//! Low-level command execution with fully buffered output

use std::ffi::{OsStr, OsString};
use std::io::{self, Read};
use std::os::unix::process::ExitStatusExt;
use std::process::{Child, Command, ExitStatus, Stdio};
use std::thread::{self, JoinHandle};

use super::result::{RunResult, Termination};
use super::signals::SignalRelay;

/// Run `command` with `args`, capturing stdout and stderr in memory
///
/// Nothing is streamed to the caller while the child runs. SIGINT and SIGTERM
/// received by this process in the meantime are forwarded to the child.
/// `buffer_capacity` pre-allocates each output buffer; it is a hint, not a limit.
/// Output is kept as raw bytes, whatever its encoding.
pub fn run_command(command: &OsStr, args: &[OsString], buffer_capacity: usize) -> RunResult {
    let name = command.to_string_lossy().into_owned();
    let mut relay = SignalRelay::install();

    tracing::debug!(command = %name, ?args, "spawning command");
    let spawned = Command::new(command)
        .args(args)
        .stdin(Stdio::null())
        .stdout(Stdio::piped())
        .stderr(Stdio::piped())
        .spawn();

    let mut child = match spawned {
        Ok(child) => child,
        Err(e) => {
            tracing::debug!(command = %name, error = %e, "failed to spawn command");
            return RunResult::new(
                name,
                Termination::FailedToStart(e),
                Vec::new(),
                Vec::new(),
            );
        }
    };
    relay.attach(child.id());

    // Drain both pipes while waiting, a full pipe would block the child forever
    let stdout_reader = child
        .stdout
        .take()
        .map(|stream| spawn_reader(stream, buffer_capacity));
    let stderr_reader = child
        .stderr
        .take()
        .map(|stream| spawn_reader(stream, buffer_capacity));

    let termination = match wait_and_detach(&mut child, &mut relay) {
        Ok(status) => classify(status),
        Err(e) => {
            // Reap it anyway so the reader threads see EOF
            let _ = child.kill();
            let _ = child.wait();
            Termination::WaitFailed(e)
        }
    };
    drop(relay);

    let stdout = collect_output(stdout_reader);
    let stderr = collect_output(stderr_reader);

    tracing::debug!(
        command = %name,
        ?termination,
        stdout_bytes = stdout.len(),
        stderr_bytes = stderr.len(),
        "command finished"
    );
    RunResult::new(name, termination, stdout, stderr)
}

/// Wait for `child`, detaching `relay` while its pid still belongs to the child
///
/// The child is left a zombie until the relay is detached, so a relayed
/// signal can never reach a process that reused the pid.
#[cfg(any(target_os = "linux", target_os = "android"))]
fn wait_and_detach(child: &mut Child, relay: &mut SignalRelay) -> io::Result<ExitStatus> {
    wait_for_exit(child.id());
    relay.detach();
    child.wait()
}

/// Without a non-reaping wait the relay is detached right after the reap,
/// a signal landing in between may be sent to a reused pid.
#[cfg(not(any(target_os = "linux", target_os = "android")))]
fn wait_and_detach(child: &mut Child, relay: &mut SignalRelay) -> io::Result<ExitStatus> {
    let status = child.wait();
    relay.detach();
    status
}

/// Block until the process `pid` has exited, without reaping it
#[cfg(any(target_os = "linux", target_os = "android"))]
fn wait_for_exit(pid: u32) {
    use nix::errno::Errno;
    use nix::sys::wait::{waitid, Id, WaitPidFlag};
    use nix::unistd::Pid;

    let Ok(raw) = i32::try_from(pid) else {
        return;
    };
    loop {
        match waitid(
            Id::Pid(Pid::from_raw(raw)),
            WaitPidFlag::WEXITED | WaitPidFlag::WNOWAIT,
        ) {
            Ok(_) => return,
            Err(Errno::EINTR) => continue,
            Err(e) => {
                // Child::wait reports the failure
                tracing::debug!(pid, error = %e, "non-reaping wait failed");
                return;
            }
        }
    }
}

/// Map an exit status to a termination
fn classify(status: ExitStatus) -> Termination {
    match status.code() {
        Some(code) => Termination::Exited(code),
        None => Termination::KilledBySignal(status.signal().unwrap_or_default()),
    }
}

fn spawn_reader<R: Read + Send + 'static>(
    mut stream: R,
    capacity: usize,
) -> JoinHandle<io::Result<Vec<u8>>> {
    thread::spawn(move || {
        let mut buf = Vec::with_capacity(capacity);
        stream.read_to_end(&mut buf)?;
        Ok(buf)
    })
}

fn collect_output(reader: Option<JoinHandle<io::Result<Vec<u8>>>>) -> Vec<u8> {
    let Some(handle) = reader else {
        return Vec::new();
    };
    match handle.join() {
        Ok(Ok(buf)) => buf,
        Ok(Err(e)) => {
            tracing::warn!(error = %e, "failed to read command output");
            Vec::new()
        }
        Err(_) => {
            tracing::warn!("output reader thread panicked");
            Vec::new()
        }
    }
}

# # # #

## PROBLEM STATEMENT
Count the lines above that contain the word "name", and reply with only that number.

## WORKED SOLUTION
6